## Task to complete
Within the listing, how many lines hold the word "AttentionPooling"? Give the number by itself.

++++ Input data ++++

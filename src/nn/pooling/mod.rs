//! Poolings over the history axis of `[batch, history, features]` inputs.

mod attention;
mod lama;
mod temporal;

use ndarray::{Array3, ArrayView3, s};

pub use attention::{Activation, AttentionParams, AttentionPooling};
pub use lama::{DEFAULT_GROUPS, GroupSpec, LamaPooling};
pub use temporal::ConcatPooling;

use super::{NnErr, Result};
use temporal::{broadcast_mask, history_len};

const DROP_LAST: &str = "droplast";

/// A pooling that turns `[batch, history, features]` into `[batch, 1, features]`.
#[derive(Debug, Clone)]
pub enum TemporalPooling {
    Last,
    Avg,
    Max,
    Attention(AttentionPooling),
    /// Pools everything but the last step.
    DropLast(Box<TemporalPooling>),
}
use TemporalPooling::*;

impl TemporalPooling {
    pub fn forward(
        &self,
        x: ArrayView3<'_, f32>,
        mask: Option<ArrayView3<'_, f32>>,
    ) -> Result<Array3<f32>> {
        match self {
            Last => temporal::last(x),
            Avg => temporal::avg(x, mask),
            Max => temporal::max(x, mask),
            Attention(p) => p.forward(x, mask),
            DropLast(inner) => {
                history_len(&x)?;
                let mask = match mask {
                    Some(ref mask) => Some(broadcast_mask(mask, &x)?),
                    None => None,
                };

                let x = x.slice(s![.., ..-1, ..]);
                let mask = mask.as_ref().map(|m| m.slice(s![.., ..-1, ..]));
                inner.forward(x, mask)
            }
        }
    }
}

/// Builds the pooling named by `key`.
///
/// The part of `key` before the first `_` picks the pooling (`last`, `avg`,
/// `max`, `softmax`, `tanh`, `sigmoid`); a key containing `droplast` wraps it
/// in `DropLast`, except for `last` which is returned as is.
///
/// # Arguments
/// * `key` - The pooling key, e.g. `avg_droplast`.
/// * `in_features` - Feature size of the inputs.
/// * `params` - Convolution settings, only used by attention poolings.
pub fn get_pooling(key: &str, in_features: usize, params: AttentionParams) -> Result<TemporalPooling> {
    let kind = key.split('_').next().unwrap_or(key);

    let layer = match kind {
        "last" => return Ok(Last),
        "avg" => Avg,
        "max" => Max,
        _ => match Activation::from_key(kind) {
            Some(activation) => Attention(AttentionPooling::new(in_features, activation, params)?),
            None => return Err(NnErr::UnknownPooling(key.to_string())),
        },
    };

    if key.contains(DROP_LAST) {
        return Ok(DropLast(Box::new(layer)));
    }

    Ok(layer)
}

++++

## Exercise output
3